Home Theater catch-all

TheGameguru wrote:
Is HDMI 2.1 a desire? That would determine a great deal what you put in between the TV and the Series X

How so? He just got his TV 1-2 years ago so I will ask him the model.
Edit: TV is https://www.lg.com/us/tvs/lg-49UH610... , Looks like I was off on the 1-2 years old.
3 HDMI (HDCP 2.2) ports.

You won't have to worry about HDMI 2.1 since its relatively new and mostly late 2019 and 2020 model TV's have it.

EvilDead wrote:

@Malor - That's more or less how I have my setup now but he isn't the type of person to fuss with parts. He'll just want to set it up and never think about it again.

He'd probably want to look at an HTIB, then. As long as it uses standard components, it will work with the wiring in the walls, and will let him upgrade pieces later if he wants.

What's the general consensus when it comes to choosing which devices to connect to your TV versus your receiver?

For context I have a 2019 Vizio M558 and I'm looking to pick up the Denon AVR-S750H receiver this week. Devices I already have (in descending order of importance) are an Apple TV 4K, Nintendo Switch, Xbox One (launch edition), PS4+VR (launch console, no HDR pass-through with the VR breakout box), and faithful ol' Xbox 360 -- five devices in total. Vizio has 4 HDMI inputs, Denon has 6 HDMI inputs, and both support ARC and CEC.

I was thinking to connect the Apple TV to the receiver, while connecting the game consoles to the TV. With the Apple TV I care most about audio/video quality, while the consoles I'm thinking more about reducing potential input lag.

Or, should I just plug everything into the receiver and route just one HDMI cable to the TV?

Unless your receiver doesn't do passthrough for all the video formats you need, then I can't think of a reason not to run everything into the receiver. It cuts down the number of cables you need to run, reduces or eliminates any potential audio sync issues, and doesn't leave you at the mercy of your TV's ARC capabilities. Not all TVs pass audio signals back the way you'd expect via ARC, and sometimes they introduce audio lag that it's hard to fix.

Also, in my experience, switching inputs on the TV is slower than switching them on the receiver.

Denon has 6 HDMI inputs, and both support ARC and CEC.

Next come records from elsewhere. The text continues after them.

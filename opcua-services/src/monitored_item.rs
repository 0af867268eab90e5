//! Monitored item services

use crate::attribute::ReadValueId;
use crate::enums::{MonitoringMode, TimestampsToReturn};
use crate::header::{RequestHeader, ResponseHeader};
use crate::service::impl_service;
use opcua_binary::{impl_encodable_struct, impl_structure};
use opcua_core::{DiagnosticInfo, ExtensionObject, StatusCode};

#[derive(Debug, Clone, PartialEq, Default)]
pub struct MonitoringParameters {
    pub client_handle: u32,
    /// Sampling interval in milliseconds, -1 = publishing interval
    pub sampling_interval: f64,
    pub filter: ExtensionObject,
    pub queue_size: u32,
    pub discard_oldest: bool,
}

impl_encodable_struct!(MonitoringParameters {
    client_handle,
    sampling_interval,
    filter,
    queue_size,
    discard_oldest,
});

#[derive(Debug, Clone, PartialEq, Default)]
pub struct MonitoredItemCreateRequest {
    pub item_to_monitor: ReadValueId,
    pub monitoring_mode: MonitoringMode,
    pub requested_parameters: MonitoringParameters,
}

impl_encodable_struct!(MonitoredItemCreateRequest {
    item_to_monitor,
    monitoring_mode,
    requested_parameters,
});

#[derive(Debug, Clone, PartialEq, Default)]
pub struct MonitoredItemCreateResult {
    pub status_code: StatusCode,
    pub monitored_item_id: u32,
    pub revised_sampling_interval: f64,
    pub revised_queue_size: u32,
    pub filter_result: ExtensionObject,
}

impl_encodable_struct!(MonitoredItemCreateResult {
    status_code,
    monitored_item_id,
    revised_sampling_interval,
    revised_queue_size,
    filter_result,
});

#[derive(Debug, Clone, PartialEq, Default)]
pub struct CreateMonitoredItemsRequest {
    pub request_header: RequestHeader,
    pub subscription_id: u32,
    pub timestamps_to_return: TimestampsToReturn,
    pub items_to_create: Vec<MonitoredItemCreateRequest>,
}

impl_encodable_struct!(CreateMonitoredItemsRequest {
    request_header,
    subscription_id,
    timestamps_to_return,
    items_to_create,
});
impl_structure!(CreateMonitoredItemsRequest, 749, 751);

#[derive(Debug, Clone, PartialEq, Default)]
pub struct CreateMonitoredItemsResponse {
    pub response_header: ResponseHeader,
    pub results: Vec<MonitoredItemCreateResult>,
    pub diagnostic_infos: Vec<DiagnosticInfo>,
}

impl_encodable_struct!(CreateMonitoredItemsResponse {
    response_header,
    results,
    diagnostic_infos,
});
impl_structure!(CreateMonitoredItemsResponse, 752, 754);
impl_service!(CreateMonitoredItemsRequest => CreateMonitoredItemsResponse);

#[derive(Debug, Clone, PartialEq, Default)]
pub struct MonitoredItemModifyRequest {
    pub monitored_item_id: u32,
    pub requested_parameters: MonitoringParameters,
}

impl_encodable_struct!(MonitoredItemModifyRequest {
    monitored_item_id,
    requested_parameters,
});

#[derive(Debug, Clone, PartialEq, Default)]
pub struct MonitoredItemModifyResult {
    pub status_code: StatusCode,
    pub revised_sampling_interval: f64,
    pub revised_queue_size: u32,
    pub filter_result: ExtensionObject,
}

impl_encodable_struct!(MonitoredItemModifyResult {
    status_code,
    revised_sampling_interval,
    revised_queue_size,
    filter_result,
});

#[derive(Debug, Clone, PartialEq, Default)]
pub struct ModifyMonitoredItemsRequest {
    pub request_header: RequestHeader,
    pub subscription_id: u32,
    pub timestamps_to_return: TimestampsToReturn,
    pub items_to_modify: Vec<MonitoredItemModifyRequest>,
}

impl_encodable_struct!(ModifyMonitoredItemsRequest {
    request_header,
    subscription_id,
    timestamps_to_return,
    items_to_modify,
});
impl_structure!(ModifyMonitoredItemsRequest, 761, 763);

#[derive(Debug, Clone, PartialEq, Default)]
pub struct ModifyMonitoredItemsResponse {
    pub response_header: ResponseHeader,
    pub results: Vec<MonitoredItemModifyResult>,
    pub diagnostic_infos: Vec<DiagnosticInfo>,
}

impl_encodable_struct!(ModifyMonitoredItemsResponse {
    response_header,
    results,
    diagnostic_infos,
});
impl_structure!(ModifyMonitoredItemsResponse, 764, 766);
impl_service!(ModifyMonitoredItemsRequest => ModifyMonitoredItemsResponse);

#[derive(Debug, Clone, PartialEq, Default)]
pub struct SetMonitoringModeRequest {
    pub request_header: RequestHeader,
    pub subscription_id: u32,
    pub monitoring_mode: MonitoringMode,
    pub monitored_item_ids: Vec<u32>,
}

impl_encodable_struct!(SetMonitoringModeRequest {
    request_header,
    subscription_id,
    monitoring_mode,
    monitored_item_ids,
});
impl_structure!(SetMonitoringModeRequest, 767, 769);

#[derive(Debug, Clone, PartialEq, Default)]
pub struct SetMonitoringModeResponse {
    pub response_header: ResponseHeader,
    pub results: Vec<StatusCode>,
    pub diagnostic_infos: Vec<DiagnosticInfo>,
}

impl_encodable_struct!(SetMonitoringModeResponse {
    response_header,
    results,
    diagnostic_infos,
});
impl_structure!(SetMonitoringModeResponse, 770, 772);
impl_service!(SetMonitoringModeRequest => SetMonitoringModeResponse);

#[derive(Debug, Clone, PartialEq, Default)]
pub struct DeleteMonitoredItemsRequest {
    pub request_header: RequestHeader,
    pub subscription_id: u32,
    pub monitored_item_ids: Vec<u32>,
}

impl_encodable_struct!(DeleteMonitoredItemsRequest {
    request_header,
    subscription_id,
    monitored_item_ids,
});
impl_structure!(DeleteMonitoredItemsRequest, 779, 781);

#[derive(Debug, Clone, PartialEq, Default)]
pub struct DeleteMonitoredItemsResponse {
    pub response_header: ResponseHeader,
    pub results: Vec<StatusCode>,
    pub diagnostic_infos: Vec<DiagnosticInfo>,
}

impl_encodable_struct!(DeleteMonitoredItemsResponse {
    response_header,
    results,
    diagnostic_infos,
});
impl_structure!(DeleteMonitoredItemsResponse, 782, 784);
impl_service!(DeleteMonitoredItemsRequest => DeleteMonitoredItemsResponse);
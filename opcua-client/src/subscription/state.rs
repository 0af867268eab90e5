//! Client-side record of subscriptions and monitored items

use super::tracker::{Delivery, SequenceTracker};
use opcua_binary::TypeRegistry;
use opcua_core::{DataValue, ExtensionObject, NodeId, StatusCode, Variant};
use opcua_services::{MonitoringMode, Notification, NotificationMessage, ReadValueId, SubscriptionAcknowledgement};
use std::collections::{BTreeMap, HashMap};
use tokio::sync::mpsc::{self, UnboundedReceiver, UnboundedSender};

/// Requested (or revised) subscription parameters
#[derive(Debug, Clone, PartialEq)]
pub struct SubscriptionParameters {
    /// Publishing interval in milliseconds
    pub publishing_interval: f64,
    pub lifetime_count: u32,
    pub max_keep_alive_count: u32,
    /// 0 = no limit
    pub max_notifications_per_publish: u32,
    pub publishing_enabled: bool,
    pub priority: u8,
}

impl Default for SubscriptionParameters {
    fn default() -> Self {
        Self {
            publishing_interval: 1000.0,
            lifetime_count: 60,
            max_keep_alive_count: 10,
            max_notifications_per_publish: 0,
            publishing_enabled: true,
            priority: 0,
        }
    }
}

impl SubscriptionParameters {
    pub fn with_interval(publishing_interval: f64) -> Self {
        Self {
            publishing_interval,
            ..Self::default()
        }
    }
}

/// What to monitor and how
#[derive(Debug, Clone, PartialEq)]
pub struct MonitoredItemParameters {
    pub item_to_monitor: ReadValueId,
    pub monitoring_mode: MonitoringMode,
    /// Sampling interval in milliseconds, -1 = publishing interval
    pub sampling_interval: f64,
    pub queue_size: u32,
    pub discard_oldest: bool,
    pub filter: ExtensionObject,
}

impl MonitoredItemParameters {
    /// Report changes of the Value attribute of `node_id`
    pub fn value_of(node_id: NodeId) -> Self {
        Self {
            item_to_monitor: ReadValueId::value_of(node_id),
            monitoring_mode: MonitoringMode::Reporting,
            sampling_interval: -1.0,
            queue_size: 1,
            discard_oldest: true,
            filter: ExtensionObject::null(),
        }
    }
}

/// A monitored item created on the server
#[derive(Debug, Clone, PartialEq)]
pub struct MonitoredItem {
    /// Handle chosen by the client, used in notifications
    pub client_handle: u32,
    /// Id assigned by the server
    pub monitored_item_id: u32,
    pub item_to_monitor: ReadValueId,
    pub monitoring_mode: MonitoringMode,
    pub sampling_interval: f64,
    pub queue_size: u32,
    pub discard_oldest: bool,
    pub filter: ExtensionObject,
}

/// Something that happened on a subscription
#[derive(Debug, Clone, PartialEq)]
pub enum SubscriptionEvent {
    DataChange {
        sequence_number: u32,
        client_handle: u32,
        value: DataValue,
    },
    Event {
        sequence_number: u32,
        client_handle: u32,
        fields: Vec<Variant>,
    },
    /// The server changed the subscription's state; any status other than
    /// Good ends the subscription
    StatusChanged(StatusCode),
    /// `count` consecutive notification messages starting at
    /// `sequence_number` could not be recovered
    DataLost { sequence_number: u32, count: u32 },
}

#[derive(Debug)]
pub(crate) struct Subscription {
    pub(crate) id: u32,
    pub(crate) parameters: SubscriptionParameters,
    pub(crate) tracker: SequenceTracker<NotificationMessage>,
    pub(crate) items: BTreeMap<u32, MonitoredItem>,
    next_client_handle: u32,
    subscribers: Vec<UnboundedSender<SubscriptionEvent>>,
}

impl Subscription {
    pub(crate) fn new(id: u32, parameters: SubscriptionParameters) -> Self {
        Self {
            id,
            parameters,
            tracker: SequenceTracker::new(),
            items: BTreeMap::new(),
            next_client_handle: 1,
            subscribers: Vec::new(),
        }
    }

    /// Subscription taken over from another session
    ///
    /// Its parameters and items are not known to this session; the server
    /// keeps using the client handles chosen by the original owner.
    pub(crate) fn adopted(id: u32) -> Self {
        Self {
            tracker: SequenceTracker::unanchored(),
            ..Self::new(id, SubscriptionParameters::default())
        }
    }

    /// Client handle not used by any item of this subscription
    pub(crate) fn allocate_client_handle(&mut self) -> u32 {
        loop {
            let handle = self.next_client_handle;
            self.next_client_handle = self.next_client_handle.wrapping_add(1).max(1);
            if !self.items.contains_key(&handle) {
                return handle;
            }
        }
    }

    #[cfg(test)]
    pub(crate) fn item_by_id(&self, monitored_item_id: u32) -> Option<&MonitoredItem> {
        self.items.values().find(|i| i.monitored_item_id == monitored_item_id)
    }

    pub(crate) fn item_by_id_mut(&mut self, monitored_item_id: u32) -> Option<&mut MonitoredItem> {
        self.items.values_mut().find(|i| i.monitored_item_id == monitored_item_id)
    }

    pub(crate) fn subscribe(&mut self) -> UnboundedReceiver<SubscriptionEvent> {
        let (sender, receiver) = mpsc::unbounded_channel();
        self.subscribers.push(sender);
        receiver
    }

    pub(crate) fn emit(&mut self, event: SubscriptionEvent) {
        self.subscribers.retain(|s| s.send(event.clone()).is_ok());
    }

    /// Fan out one delivery; returns the terminal status if the server ended
    /// the subscription
    pub(crate) fn deliver(&mut self, delivery: Delivery<NotificationMessage>, registry: &TypeRegistry) -> Option<StatusCode> {
        let (sequence_number, message) = match delivery {
            Delivery::Message(n, message) => (n, message),
            Delivery::Lost { first, count } => {
                log::warn!("Subscription {} lost {} notifications from {}", self.id, count, first);
                self.emit(SubscriptionEvent::DataLost {
                    sequence_number: first,
                    count,
                });
                return None;
            }
        };
        let notifications = match Notification::decode_all(&message, registry) {
            Ok(notifications) => notifications,
            Err(error) => {
                log::warn!(
                    "Subscription {} notification {} undecodable: {}",
                    self.id,
                    sequence_number,
                    error
                );
                self.emit(SubscriptionEvent::DataLost {
                    sequence_number,
                    count: 1,
                });
                return None;
            }
        };
        let mut terminal = None;
        for notification in notifications {
            match notification {
                Notification::DataChange(change) => {
                    for item in change.monitored_items {
                        self.emit(SubscriptionEvent::DataChange {
                            sequence_number,
                            client_handle: item.client_handle,
                            value: item.value,
                        });
                    }
                }
                Notification::Events(list) => {
                    for event in list.events {
                        self.emit(SubscriptionEvent::Event {
                            sequence_number,
                            client_handle: event.client_handle,
                            fields: event.event_fields,
                        });
                    }
                }
                Notification::StatusChange(change) => {
                    log::info!("Subscription {} status changed to {}", self.id, change.status);
                    self.emit(SubscriptionEvent::StatusChanged(change.status));
                    if change.status != StatusCode::GOOD {
                        terminal = Some(change.status);
                    }
                }
                Notification::Other(eo) => {
                    log::debug!("Subscription {} ignoring notification {}", self.id, eo.node_id);
                }
            }
        }
        terminal
    }
}

/// Every subscription of a session
#[derive(Debug, Default)]
pub(crate) struct SubscriptionState {
    pub(crate) subscriptions: HashMap<u32, Subscription>,
    /// Acknowledgements for subscriptions no longer known locally
    pub(crate) orphan_acks: Vec<SubscriptionAcknowledgement>,
}

impl SubscriptionState {
    pub(crate) fn is_empty(&self) -> bool {
        self.subscriptions.is_empty()
    }

    pub(crate) fn ids(&self) -> Vec<u32> {
        let mut ids: Vec<u32> = self.subscriptions.keys().copied().collect();
        ids.sort_unstable();
        ids
    }

    pub(crate) fn get_mut(&mut self, id: u32) -> Option<&mut Subscription> {
        self.subscriptions.get_mut(&id)
    }

    pub(crate) fn insert(&mut self, subscription: Subscription) {
        self.subscriptions.insert(subscription.id, subscription);
    }

    pub(crate) fn remove(&mut self, id: u32) -> Option<Subscription> {
        self.subscriptions.remove(&id)
    }
}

eARC or just ARC? eARC is much better.

Malor wrote:
Denon has 6 HDMI inputs, and both support ARC and CEC.

eARC or just ARC? eARC is much better.

The Denon supports eARC, but my Vizio does not.

I'd probably try consoles to TV, using ARC, to see how it comes out. It's my understanding that regular ARC is iffy with many sound sources. eARC, I guess, can just take any bitstream and pass it through to the receiver, but ARC is very limited, and the TV will often have to do internal conversions. You could see all kinds of weird problems. You could also see totally smooth sailing with no visible impairment. It depends on how good the TV is.

The reason to try that first is that video lag is far more noticeable than audio lag. If the TV's audio chip is slow but passes sound correctly, you probably won't notice its lag. But if the Denon's video chip is slow and inserts an extra frame or two, you might very well feel that.

If ARC doesn't fully work, then the first thing to try is to reduce the quality of the sound signal you're sending, say from DTS-HD to just DTS. If that doesn't work, I'd connect anything that's still unhappy to the Denon instead.

If you want everything to just work without fiddling, on the other hand, connecting everything to the Denon is likely to be absolutely smooth sailing. But it might add some video lag.